Der jüngere Sohn Johannes Franziskus (genannt Jean-François), der schon vor der Nazizeit zur Ausbildung nach Paris gezogen war, wurde bei Kriegsausbruch für die französische Fremdenlegion rekrutiert, gründete später eine Familie in Algerien und zog in den 1950er Jahren nach Frankreich, wo er bis zu seinem Tod im Jahre 2005 blieb. Er hinterließ zwei Söhne, die beide in Frankreich leben.
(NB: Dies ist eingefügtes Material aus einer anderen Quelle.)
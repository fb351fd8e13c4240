use clap::Parser;
use dpp_dashboard::app::render;
use dpp_dashboard::config::cli::{Command, CustomerCommand, OperatorCommand, RepairCommand};
use dpp_dashboard::core::transfer::TransferJob;
use dpp_dashboard::core::ConfigProvider;
use dpp_dashboard::utils::error::ErrorSeverity;
use dpp_dashboard::utils::{logger, validation::Validate};
use dpp_dashboard::{
    CliConfig, CustomerDashboard, DashboardConfig, DppError, HttpBackend, LocalStorage,
    OperatorDashboard, PollPolicy, RepairShopDashboard, Result,
};
use std::sync::Arc;

#[tokio::main]
async fn main() -> std::result::Result<(), Box<dyn std::error::Error>> {
    let cli = CliConfig::parse();

    let config = match cli.resolve() {
        Ok(config) => config,
        Err(e) => exit_with(&e),
    };

    // 初始化日誌
    logger::init_logger(cli.verbose, config.logging.level.as_deref(), config.logging.format);
    tracing::debug!("Resolved config: {:?}", config);

    // 驗證配置
    if let Err(e) = config.validate() {
        tracing::error!("❌ Configuration validation failed: {}", e);
        exit_with(&e);
    }

    if let Err(e) = run(cli.command, &config).await {
        tracing::error!(
            "❌ Command failed: {} (Category: {:?}, Severity: {:?})",
            e,
            e.category(),
            e.severity()
        );
        exit_with(&e);
    }

    Ok(())
}

async fn run(command: Command, config: &DashboardConfig) -> Result<()> {
    let backend = Arc::new(HttpBackend::new(config)?);
    tracing::info!("🌐 Using passport backend at {}", backend.base_url());

    match command {
        Command::Operator { action } => {
            let operator =
                OperatorDashboard::new(backend, LocalStorage::new(""), config.refresh_delay());
            run_operator(operator, action).await
        }
        Command::Repair { action } => {
            run_repair(RepairShopDashboard::new(backend, config.refresh_delay()), action).await
        }
        Command::Customer { action } => {
            let policy = PollPolicy::from_config(config);
            run_customer(CustomerDashboard::new(backend, policy), action).await
        }
    }
}

async fn run_operator(
    operator: OperatorDashboard<HttpBackend, LocalStorage>,
    action: OperatorCommand,
) -> Result<()> {
    match action {
        OperatorCommand::List => {
            print!("{}", render::passport_table(&operator.list_passports().await?));
        }
        OperatorCommand::Show { id } => {
            print!("{}", render::passport_summary(&operator.passport_detail(&id).await?));
        }
        OperatorCommand::Create(args) => {
            let created = operator.create_passport(&args.to_form()?).await?;
            println!("✅ Passport created");
            print!("{}", render::passport_summary(&created));
        }
        OperatorCommand::AddRepair {
            passport_id,
            repair,
        } => {
            let updated = operator.add_repair(passport_id, &repair.to_form()?).await?;
            println!("✅ Repair entry added");
            print!("{}", render::repair_history(&updated.repair_history));
        }
        OperatorCommand::Upload {
            passport_id,
            file,
            encrypt,
        } => {
            let report = operator.upload_csv(passport_id, &file, encrypt).await?;
            print!("{}", render::csv_preview(&report.preview));
            if report.outcome.encryption_enabled {
                println!("✅ File uploaded and encrypted");
            } else {
                println!("✅ File uploaded");
            }
        }
        OperatorCommand::Download {
            passport_id,
            output,
        } => {
            let written = operator.download_csv(passport_id, &output).await?;
            println!("📁 Saved to: {}", written);
        }
        OperatorCommand::EncryptionStatus => {
            let status = operator.encryption_status().await?;
            let state = if status.csv_encryption_enabled {
                "enabled"
            } else {
                "disabled"
            };
            println!("🔒 CSV encryption is {}", state);
        }
    }
    Ok(())
}

async fn run_repair(shop: RepairShopDashboard<HttpBackend>, action: RepairCommand) -> Result<()> {
    match action {
        RepairCommand::Search { id } => {
            print!("{}", render::passport_summary(&shop.search_passport(&id).await?));
        }
        RepairCommand::AddRepair {
            passport_id,
            repair,
        } => {
            let refreshed = shop.add_repair(&passport_id, &repair.to_form()?).await?;
            println!("✅ Repair entry added");
            print!("{}", render::passport_summary(&refreshed));
        }
    }
    Ok(())
}

async fn run_customer(mut customer: CustomerDashboard<HttpBackend>, action: CustomerCommand) -> Result<()> {
    match action {
        CustomerCommand::Search { product_id } => {
            print!("{}", render::passport_summary(&customer.search_passport(&product_id).await?));
        }
        CustomerCommand::Serial { serial_number } => {
            print!("{}", render::passport_summary(&customer.search_by_serial(&serial_number).await?));
        }
        CustomerCommand::Edc { product_id } => {
            let max_attempts = customer.policy().max_attempts;
            let mut last_line = String::new();
            let print_progress = |job: &TransferJob| {
                let line = render::transfer_progress(job, max_attempts);
                if line != last_line {
                    eprintln!("⏳ {}", line);
                    last_line = line;
                }
            };

            // Ctrl-C 取消傳輸
            let finished = tokio::select! {
                outcome = customer.retrieve_via_edc(&product_id, print_progress) => Some(outcome),
                _ = tokio::signal::ctrl_c() => None,
            };
            let Some(outcome) = finished else {
                customer.cancel_edc_transfer();
                return Err(DppError::Cancelled);
            };

            let outcome = outcome?;
            tracing::info!(
                "✅ Retrieved passport for {} after {} attempt(s)",
                outcome.product_id,
                outcome.attempts
            );
            print!("{}", render::transferred_passport(&outcome.passport));
        }
    }
    Ok(())
}

/// 根據錯誤嚴重程度決定退出碼
fn exit_with(e: &DppError) -> ! {
    eprintln!("❌ {}", e.user_friendly_message());
    eprintln!("💡 Suggestion: {}", e.recovery_suggestion());

    let exit_code = match e.severity() {
        ErrorSeverity::Low => 0,
        ErrorSeverity::Medium => 2,
        ErrorSeverity::High => 1,
        ErrorSeverity::Critical => 3,
    };
    std::process::exit(exit_code)
}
Der Sohn Walter floh nach Abschluss seines Jurastudiums schon 1933 über die Niederlande nach Frankreich. Nach Kriegsausbruch wurde er als Ausländer interniert und in verschiedenen Lagern in der sogenannten „freien Zone“ Frankreichs festgehalten. Um der Auslieferung an die Deutschen zu entkommen, floh er mithilfe kirchlicher Fluchthelfer in die Schweiz, wo er 1947 die ungarische Auschwitz-Überlebende Anikó geborene Mansfeld heiratete. Er kam 1954 nach Deutschland zurück, wo er dem Auswärtigen Amt beitrat. Als deutscher Diplomat vertrat er die Bundesrepublik Deutschland in Lyon, New York und Marseille. Nach seiner Pensionierung war er noch bis 1974 als deutscher Honorarkonsul in Nizza tätig, wo er bis zu seinem Tod im Jahr 2008 lebte. Er hinterließ eine Tochter und einen Sohn, die in Deutschland leben.